# The impact of early-life nutrition on socioeconomic status, physical health and cognitive function  through middle age

> **NIH NIH R01** · EMORY UNIVERSITY · 2023 · $595,357

## Abstract

PROJECT SUMMARY
 Nutrition is a key human capital investment, especially in low- and middle-income countries (LMICs), where
hundreds of millions of children are currently undernourished and well over a billion adults were undernourished
as children. Prior evidence indicates that early-life undernutrition is associated with negative effects on physical
health, schooling attainment, cognitive skills and wage rates in young adulthood. Given that physical health and
cognitive function decline with age, it is important to ask whether early-life nutrition affects the pace of these
declines. This is a critical knowledge gap concerning the lifespan impacts of early-life nutrition. This project will
use unusually rich longitudinal data from an experimental manipulation of nutrition: the Guatemalan Institute of
Nutrition of Central America and Panama (INCAP) Nutrition Supplementation Trial Cohort (INSTC).
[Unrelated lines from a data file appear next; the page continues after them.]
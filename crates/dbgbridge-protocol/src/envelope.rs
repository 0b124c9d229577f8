//! Inbound command envelope
//!
//! Clients send one JSON object per command:
//!
//! ```json
//! {"id": 1, "method": "Debugger.setBreakpointByUrl", "params": {"url": "file:///a.php", "lineNumber": 9}}
//! ```
//!
//! [`parse_command`] validates the envelope in a fixed order (JSON, method,
//! method shape, id) so the error a client sees for a given input is stable.
//! Every failure keeps the raw text and, when one could be read, the id.

use std::fmt;

use serde::{Deserialize, Serialize};
use serde_json::Value;

use crate::error::{CommandError, CommandResult};

/// Client-assigned request id used to correlate a reply with its command
#[derive(Debug, Clone, Copy, PartialEq, Eq, Hash, PartialOrd, Ord, Serialize, Deserialize)]
#[serde(transparent)]
pub struct MessageId(pub i64);

impl fmt::Display for MessageId {
    fn fmt(&self, f: &mut fmt::Formatter<'_>) -> fmt::Result {
        write!(f, "{}", self.0)
    }
}

impl From<i64> for MessageId {
    fn from(id: i64) -> Self {
        Self(id)
    }
}

/// `Domain.action` split into its two segments
#[derive(Debug, Clone, PartialEq, Eq)]
pub struct MethodName {
    /// Segment before the dot; not yet checked against the registry
    pub domain: String,
    /// Segment after the dot
    pub action: String,
}

impl MethodName {
    /// Split a method string. Exactly one dot with text on both sides.
    pub fn split(method: &str) -> Option<Self> {
        let (domain, action) = method.split_once('.')?;
        if domain.is_empty() || action.is_empty() || action.contains('.') {
            return None;
        }
        Some(Self {
            domain: domain.to_string(),
            action: action.to_string(),
        })
    }
}

impl fmt::Display for MethodName {
    fn fmt(&self, f: &mut fmt::Formatter<'_>) -> fmt::Result {
        write!(f, "{}.{}", self.domain, self.action)
    }
}

/// A validated client command
#[derive(Debug, Clone, PartialEq)]
pub struct Command {
    /// Request id
    pub id: MessageId,
    /// Parsed method name
    pub method: MethodName,
    /// Parameters; `{}` when the client omitted them
    pub params: Value,
    /// The exact text the command arrived as
    pub raw: String,
}

/// Parse and validate one raw client command.
///
/// # Errors
///
/// Returns a [`CommandError`] describing the first problem found. The error
/// always carries `raw`, and carries the id whenever the input had a numeric
/// `id` field.
pub fn parse_command(raw: &str) -> CommandResult<Command> {
    let value: Value =
        serde_json::from_str(raw).map_err(|_| CommandError::unparsable(raw.to_string()))?;

    let id = value.get("id").and_then(read_id);

    let method = value
        .get("method")
        .and_then(Value::as_str)
        .ok_or_else(|| CommandError::missing_method(id, raw.to_string()))?;

    let method = MethodName::split(method)
        .ok_or_else(|| CommandError::bad_method(id, raw.to_string()))?;

    let id = id.ok_or_else(|| CommandError::missing_id(raw.to_string()))?;

    let params = match value.get("params") {
        None | Some(Value::Null) => Value::Object(serde_json::Map::new()),
        Some(params) => params.clone(),
    };

    Ok(Command {
        id,
        method,
        params,
        raw: raw.to_string(),
    })
}

fn read_id(value: &Value) -> Option<MessageId> {
    if let Some(id) = value.as_i64() {
        return Some(MessageId(id));
    }
    // Integral floats such as `3.0` are accepted, anything fractional is not
    value
        .as_f64()
        .filter(|f| f.fract() == 0.0 && f.abs() < i64::MAX as f64)
        .map(|f| MessageId(f as i64))
}

#[cfg(test)]
mod tests {
    use super::*;
    use pretty_assertions::assert_eq;
    use serde_json::json;

    #[test]
    fn test_parse_valid_command() {
        let raw = r#"{"id":1,"method":"Debugger.enable","params":{"a":1}}"#;
        let command = parse_command(raw).unwrap();
        assert_eq!(command.id, MessageId(1));
        assert_eq!(command.method.domain, "Debugger");
        assert_eq!(command.method.action, "enable");
        assert_eq!(command.params, json!({"a": 1}));
        assert_eq!(command.raw, raw);
    }

    #[test]
    fn test_params_default_to_empty_object() {
        let command = parse_command(r#"{"id":4,"method":"Page.enable"}"#).unwrap();
        assert_eq!(command.params, json!({}));

        let command = parse_command(r#"{"id":4,"method":"Page.enable","params":null}"#).unwrap();
        assert_eq!(command.params, json!({}));
    }

    #[test]
    fn test_unparsable_has_no_id() {
        let err = parse_command("{not json").unwrap_err();
        assert!(matches!(err, CommandError::Unparsable { .. }));
        assert_eq!(err.id(), None);
        assert_eq!(err.to_string(), "Unparsable command: {not json");
    }

    #[test]
    fn test_missing_method_keeps_id() {
        let err = parse_command(r#"{"id":7,"params":{}}"#).unwrap_err();
        assert!(matches!(err, CommandError::MissingMethod { .. }));
        assert_eq!(err.id(), Some(MessageId(7)));

        let err = parse_command(r#"{"id":7,"method":12}"#).unwrap_err();
        assert!(matches!(err, CommandError::MissingMethod { .. }));
    }

    #[test]
    fn test_badly_formatted_methods() {
        for method in ["onlyonepart", "A.b.c", ".enable", "Debugger.", "."] {
            let raw = json!({"id": 3, "method": method, "params": {}}).to_string();
            let err = parse_command(&raw).unwrap_err();
            assert!(
                matches!(err, CommandError::BadMethod { .. }),
                "{method} should be rejected"
            );
            assert_eq!(err.id(), Some(MessageId(3)));
            assert_eq!(err.to_string(), format!("Badly formatted method: {raw}"));
        }
    }

    #[test]
    fn test_missing_id() {
        let err = parse_command(r#"{"method":"Debugger.enable"}"#).unwrap_err();
        assert!(matches!(err, CommandError::MissingId { .. }));
        assert_eq!(err.id(), None);
    }

    #[test]
    fn test_integral_float_id() {
        let command = parse_command(r#"{"id":5.0,"method":"Debugger.pause"}"#).unwrap();
        assert_eq!(command.id, MessageId(5));
        assert!(parse_command(r#"{"id":5.5,"method":"Debugger.pause"}"#).is_err());
    }

    #[test]
    fn test_non_object_json() {
        let err = parse_command("[1,2,3]").unwrap_err();
        assert!(matches!(err, CommandError::MissingMethod { .. }));
        assert_eq!(err.id(), None);
    }

    #[test]
    fn test_method_name_display() {
        let name = MethodName::split("Runtime.getProperties").unwrap();
        assert_eq!(name.to_string(), "Runtime.getProperties");
    }

    mod proptests {
        use super::*;
        use proptest::prelude::*;

        proptest! {
            #[test]
            fn never_panics_on_arbitrary_text(raw in ".*") {
                let _ = parse_command(&raw);
            }

            #[test]
            fn dotless_methods_are_rejected(method in "[A-Za-z]{1,12}") {
                let raw = json!({"id": 1, "method": method}).to_string();
                let is_bad_method = matches!(parse_command(&raw), Err(CommandError::BadMethod { .. }));
                prop_assert!(is_bad_method);
            }
        }
    }
}
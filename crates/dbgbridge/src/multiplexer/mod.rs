//! Connection multiplexer
//!
//! Manages any number of concurrent engine connections under one handle.
//!
//! ```text
//! ┌──────────────┐  MuxRequest   ┌──────────────────────────────┐
//! │ handle clone ├──────────────►│ actor task (owns sessions)   │
//! └──────────────┘               │   session A: reader, writer  │◄── engine A
//!        ▲                       │   session B: reader, writer  │◄── engine B
//!        │ broadcast / unbounded └──────────────┬───────────────┘
//!        └──────── SessionEvent ────────────────┘
//! ```
//!
//! Broadcast subscribers that fall behind lose events. Consumers that must
//! see every `Started` and `Ended` use [`ConnectionMultiplexer::subscribe_unbounded`].
//!
//! Commands are written in order per session. Each command gets a fresh
//! transaction id and a oneshot waiter; the reader task routes the engine's
//! answer back to it.

mod actor;
pub mod events;
pub mod session;

use std::sync::Arc;
use std::sync::atomic::{AtomicBool, Ordering};
use std::time::Duration;

use dbgbridge_native::{NativeCommand, NativeConnection, NativeResponse};
use parking_lot::Mutex;
use tokio::sync::{broadcast, mpsc, oneshot};
use tracing::{debug, warn};

use self::actor::{MuxActor, MuxRequest, Submitted};
pub use self::events::{EndReason, SessionEvent};
pub use self::session::{ConnectionState, SessionId, SessionInfo};
use crate::config::ConnectionConfig;
use crate::error::{BridgeError, BridgeResult};
use crate::metrics::BridgeMetrics;

/// Multiplexer limits and policies
#[derive(Debug, Clone, PartialEq, Eq)]
pub struct MultiplexerConfig {
    /// Maximum number of live sessions
    pub max_sessions: usize,
    /// Timeout for [`ConnectionMultiplexer::send`]
    pub command_timeout: Duration,
    /// Reject engines announcing another IDE key
    pub idekey: Option<String>,
    /// Capacity of the event broadcast channel
    pub event_capacity: usize,
}

/// Unbounded event subscribers; closed receivers are pruned on the next event
pub(crate) type EventListeners = Arc<Mutex<Vec<mpsc::UnboundedSender<SessionEvent>>>>;

impl Default for MultiplexerConfig {
    fn default() -> Self {
        Self::from(&ConnectionConfig::default())
    }
}

impl From<&ConnectionConfig> for MultiplexerConfig {
    fn from(config: &ConnectionConfig) -> Self {
        Self {
            max_sessions: config.max_sessions,
            command_timeout: config.command_timeout(),
            idekey: config.idekey.clone(),
            event_capacity: config.event_capacity.max(1),
        }
    }
}

/// Cloneable handle to the multiplexer actor
#[derive(Clone)]
pub struct ConnectionMultiplexer {
    requests: mpsc::UnboundedSender<MuxRequest>,
    events: broadcast::Sender<SessionEvent>,
    listeners: EventListeners,
    command_timeout: Duration,
    disposed: Arc<AtomicBool>,
    metrics: Arc<BridgeMetrics>,
}

impl std::fmt::Debug for ConnectionMultiplexer {
    fn fmt(&self, f: &mut std::fmt::Formatter<'_>) -> std::fmt::Result {
        f.debug_struct("ConnectionMultiplexer")
            .field("command_timeout", &self.command_timeout)
            .field("disposed", &self.is_disposed())
            .finish_non_exhaustive()
    }
}

impl ConnectionMultiplexer {
    /// Start the actor. Must be called from within a tokio runtime.
    pub fn new(config: MultiplexerConfig, metrics: Arc<BridgeMetrics>) -> Self {
        let (requests, requests_rx) = mpsc::unbounded_channel();
        let (events, _) = broadcast::channel(config.event_capacity.max(1));
        let listeners = EventListeners::default();
        let command_timeout = config.command_timeout;
        tokio::spawn(
            MuxActor::new(
                config,
                requests_rx,
                events.clone(),
                Arc::clone(&listeners),
                Arc::clone(&metrics),
            )
            .run(),
        );
        Self {
            requests,
            events,
            listeners,
            command_timeout,
            disposed: Arc::new(AtomicBool::new(false)),
            metrics,
        }
    }

    /// Register a connection under a caller-chosen id
    ///
    /// # Errors
    ///
    /// [`BridgeError::DuplicateSession`] if the id was ever registered,
    /// [`BridgeError::TooManySessions`] at the live-session limit,
    /// [`BridgeError::MultiplexerDisposed`] after disposal.
    pub async fn connect(
        &self,
        session_id: SessionId,
        connection: Arc<dyn NativeConnection>,
    ) -> BridgeResult<()> {
        self.request(|reply| MuxRequest::Connect {
            session_id,
            connection,
            reply,
        })
        .await?
    }

    /// Register a connection under a fresh id
    ///
    /// # Errors
    ///
    /// See [`ConnectionMultiplexer::connect`].
    pub async fn attach(&self, connection: Arc<dyn NativeConnection>) -> BridgeResult<SessionId> {
        let session_id = SessionId::new();
        self.connect(session_id.clone(), connection).await?;
        Ok(session_id)
    }

    /// Look up a session, including closed ones
    pub async fn get_session(&self, session_id: &SessionId) -> Option<SessionInfo> {
        let session_id = session_id.clone();
        self.request(|reply| MuxRequest::GetSession { session_id, reply })
            .await
            .ok()
            .flatten()
    }

    /// All sessions ever registered, oldest first
    pub async fn sessions(&self) -> Vec<SessionInfo> {
        self.request(|reply| MuxRequest::Sessions { reply })
            .await
            .unwrap_or_default()
    }

    /// One round trip, bounded by the command timeout
    ///
    /// # Errors
    ///
    /// [`BridgeError::UnknownSession`], [`BridgeError::SessionClosed`] (also
    /// when the session ends while waiting), [`BridgeError::Timeout`] or
    /// [`BridgeError::MultiplexerDisposed`].
    pub async fn send(
        &self,
        session_id: &SessionId,
        command: NativeCommand,
    ) -> BridgeResult<NativeResponse> {
        let name = command.name().to_string();
        let submitted = self.submit(session_id, command).await?;
        let transaction_id = submitted.transaction_id;

        match tokio::time::timeout(self.command_timeout, submitted.response).await {
            Ok(Ok(result)) => result,
            Ok(Err(_)) => Err(BridgeError::SessionClosed {
                session_id: session_id.clone(),
            }),
            Err(_) => {
                self.metrics.inc_native_timeouts();
                warn!(session = %session_id, transaction_id, command = %name, "engine command timed out");
                let _ = self.requests.send(MuxRequest::Abandon {
                    session_id: session_id.clone(),
                    transaction_id,
                });
                Err(BridgeError::timeout(
                    name,
                    u64::try_from(self.command_timeout.as_millis()).unwrap_or(u64::MAX),
                ))
            }
        }
    }

    /// One round trip without a timeout, for `run` and `step_*`
    ///
    /// # Errors
    ///
    /// As [`ConnectionMultiplexer::send`], minus the timeout.
    pub async fn send_continuation(
        &self,
        session_id: &SessionId,
        command: NativeCommand,
    ) -> BridgeResult<NativeResponse> {
        let submitted = self.submit(session_id, command).await?;
        submitted
            .response
            .await
            .map_err(|_| BridgeError::SessionClosed {
                session_id: session_id.clone(),
            })?
    }

    /// Send the same command to every live session concurrently
    pub async fn broadcast(
        &self,
        command: NativeCommand,
    ) -> Vec<(SessionId, BridgeResult<NativeResponse>)> {
        let live: Vec<SessionId> = self
            .sessions()
            .await
            .into_iter()
            .filter(SessionInfo::is_live)
            .map(|info| info.id)
            .collect();
        let sends = live.into_iter().map(|session_id| {
            let command = command.clone();
            async move {
                let result = self.send(&session_id, command).await;
                (session_id, result)
            }
        });
        futures::future::join_all(sends).await
    }

    /// End a session. Closing an already closed session is a no-op.
    ///
    /// # Errors
    ///
    /// [`BridgeError::UnknownSession`] or [`BridgeError::MultiplexerDisposed`].
    pub async fn close(&self, session_id: &SessionId) -> BridgeResult<()> {
        let session_id = session_id.clone();
        self.request(|reply| MuxRequest::Close { session_id, reply })
            .await?
    }

    /// Subscribe to lifecycle events. The receiver lags, and loses events,
    /// once it falls more than `event_capacity` events behind.
    pub fn subscribe(&self) -> broadcast::Receiver<SessionEvent> {
        self.events.subscribe()
    }

    /// Subscribe to every event emitted from now on, without a capacity
    /// bound. Dropping the receiver unsubscribes.
    pub fn subscribe_unbounded(&self) -> mpsc::UnboundedReceiver<SessionEvent> {
        let (tx, rx) = mpsc::unbounded_channel();
        self.listeners.lock().push(tx);
        rx
    }

    /// End every session and stop the actor. Only the first call, across
    /// all clones, does anything.
    pub async fn dispose(&self) {
        if self.disposed.swap(true, Ordering::AcqRel) {
            return;
        }
        debug!("disposing connection multiplexer");
        let (reply, done) = oneshot::channel();
        if self.requests.send(MuxRequest::Dispose { reply }).is_ok() {
            let _ = done.await;
        }
    }

    /// Whether [`ConnectionMultiplexer::dispose`] has been called
    pub fn is_disposed(&self) -> bool {
        self.disposed.load(Ordering::Acquire)
    }

    async fn submit(&self, session_id: &SessionId, command: NativeCommand) -> BridgeResult<Submitted> {
        let session_id = session_id.clone();
        self.request(|reply| MuxRequest::Submit {
            session_id,
            command,
            reply,
        })
        .await?
    }

    async fn request<T>(
        &self,
        make: impl FnOnce(oneshot::Sender<T>) -> MuxRequest,
    ) -> BridgeResult<T> {
        if self.is_disposed() {
            return Err(BridgeError::MultiplexerDisposed);
        }
        let (reply, response) = oneshot::channel();
        self.requests
            .send(make(reply))
            .map_err(|_| BridgeError::MultiplexerDisposed)?;
        response.await.map_err(|_| BridgeError::MultiplexerDisposed)
    }
}
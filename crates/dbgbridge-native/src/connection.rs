//! The connection trait driven by the multiplexer

use std::future::Future;
use std::pin::Pin;

use crate::command::OutboundFrame;
use crate::error::NativeResult;
use crate::message::NativeMessage;

/// Boxed future returned by [`NativeConnection`] methods
pub type ConnectionFuture<'a, T> = Pin<Box<dyn Future<Output = NativeResult<T>> + Send + 'a>>;

/// One live link to a debug engine.
///
/// The multiplexer runs a reader task and a writer task per session, so
/// `send` and `receive` are called concurrently from different tasks.
/// Implementations must keep the two directions independent.
pub trait NativeConnection: Send + Sync + std::fmt::Debug {
    /// Write one command frame
    fn send(&self, frame: OutboundFrame) -> ConnectionFuture<'_, ()>;

    /// Read the next packet; `Ok(None)` means the engine hung up
    fn receive(&self) -> ConnectionFuture<'_, Option<NativeMessage>>;

    /// Close the link. Calling it more than once is harmless.
    fn close(&self) -> ConnectionFuture<'_, ()>;

    /// Remote address or other identifier, for logs and session info
    fn endpoint(&self) -> Option<String> {
        None
    }
}
//! Session identity and bookkeeping

use std::fmt;
use std::time::SystemTime;

use dbgbridge_native::{EngineStatus, InitPacket};
use serde::{Deserialize, Serialize};

use super::events::EndReason;

/// Opaque session id
#[derive(Debug, Clone, PartialEq, Eq, Hash, PartialOrd, Ord, Serialize, Deserialize)]
#[serde(transparent)]
pub struct SessionId(String);

impl SessionId {
    /// Fresh random id
    pub fn new() -> Self {
        Self(uuid::Uuid::new_v4().to_string())
    }

    /// The id as text
    pub fn as_str(&self) -> &str {
        &self.0
    }
}

impl Default for SessionId {
    fn default() -> Self {
        Self::new()
    }
}

impl fmt::Display for SessionId {
    fn fmt(&self, f: &mut fmt::Formatter<'_>) -> fmt::Result {
        f.write_str(&self.0)
    }
}

impl From<&str> for SessionId {
    fn from(id: &str) -> Self {
        Self(id.to_string())
    }
}

impl From<String> for SessionId {
    fn from(id: String) -> Self {
        Self(id)
    }
}

/// Link state of a session
#[derive(Debug, Clone, Copy, PartialEq, Eq, Serialize, Deserialize)]
#[serde(rename_all = "snake_case")]
pub enum ConnectionState {
    /// Registered, waiting for the `init` packet
    Connecting,
    /// `init` received
    Active,
    /// Ended; kept so stale ids can be told apart from unknown ones
    Closed,
}

/// Read-only view of one session
#[derive(Debug, Clone, PartialEq, Eq)]
pub struct SessionInfo {
    /// Session id
    pub id: SessionId,
    /// Remote endpoint, if the connection reports one
    pub endpoint: Option<String>,
    /// Link state
    pub state: ConnectionState,
    /// `init` packet, once received
    pub init: Option<InitPacket>,
    /// Last status reported by the engine
    pub status: Option<EngineStatus>,
    /// When the connection was registered
    pub established_at: SystemTime,
    /// Why the session ended, once closed
    pub end_reason: Option<EndReason>,
}

impl SessionInfo {
    pub(crate) fn new(id: SessionId, endpoint: Option<String>) -> Self {
        Self {
            id,
            endpoint,
            state: ConnectionState::Connecting,
            init: None,
            status: None,
            established_at: SystemTime::now(),
            end_reason: None,
        }
    }

    /// Whether the session has not ended yet
    pub fn is_live(&self) -> bool {
        self.state != ConnectionState::Closed
    }
}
INSTC was
initiated in 1969 as an experimental nutritional-supplementation program and a number of follow-up rounds have
been conducted. Cohort members will be in mature adulthood, 47-64 years of age, during the proposed project,
ages at which biological and cognitive aging is considerable in most LMICs.
 Specifically, the project will explore how experimentally allocated early-life nutritional supplementation affects
levels of socioeconomic, physical-health, and cognitive-function outcomes in mature adulthood (47-64 y) and
changes in these domains from early to mature adulthood. We ask: Do the nutrition intervention impacts
observed earlier in adulthood persist at later ages? Does improved childhood nutrition additionally impact
changes in these outcomes as participants age? We will explore these questions by collecting and analyzing a
comprehensive set of measures of socioeconomic status, physical health and cognitive function, many of which
we have measures in prior waves.
 The proposed study has high potential impact because of the enormous consequences of childhood
undernutrition for the health and human capital of hundreds of millions of people. The research team is uniquely
well qualified to investigate this topic; team members have made major contributions to current knowledge about
the importance of nutrition over the life-course in LMICs. By using appropriate econometrics and life-cycle human
capital models, with full access to the early childhood data, and building on previous studies, the project will
transform our understanding of early-life nutrition and the health, cognitive and socioeconomic outcomes of
mature adulthood.

## Key facts

- **NIH application ID:** 10564634
- **Project number:** 1R01AG079990-01
- **Recipient organization:** EMORY UNIVERSITY
- **Principal Investigator:** JERE R BEHRMAN
- **Activity code:** R01 (R01, R21, SBIR, etc.)
- **Funding institute:** NIH
- **Fiscal year:** 2023
- **Award amount:** $595,357
- **Award type:** 1
- **Project period:** 2023-03-15 → 2028-02-29

## Primary source

NIH RePORTER: https://reporter.nih.gov/project-details/10564634

## Citation

> US National Institutes of Health, RePORTER application 10564634, The impact of early-life nutrition on socioeconomic status, physical health and cognitive function  through middle age (1R01AG079990-01). Retrieved via AI Analytics 2026-05-25 from https://api.ai-analytics.org/grant/nih/10564634. Licensed CC0.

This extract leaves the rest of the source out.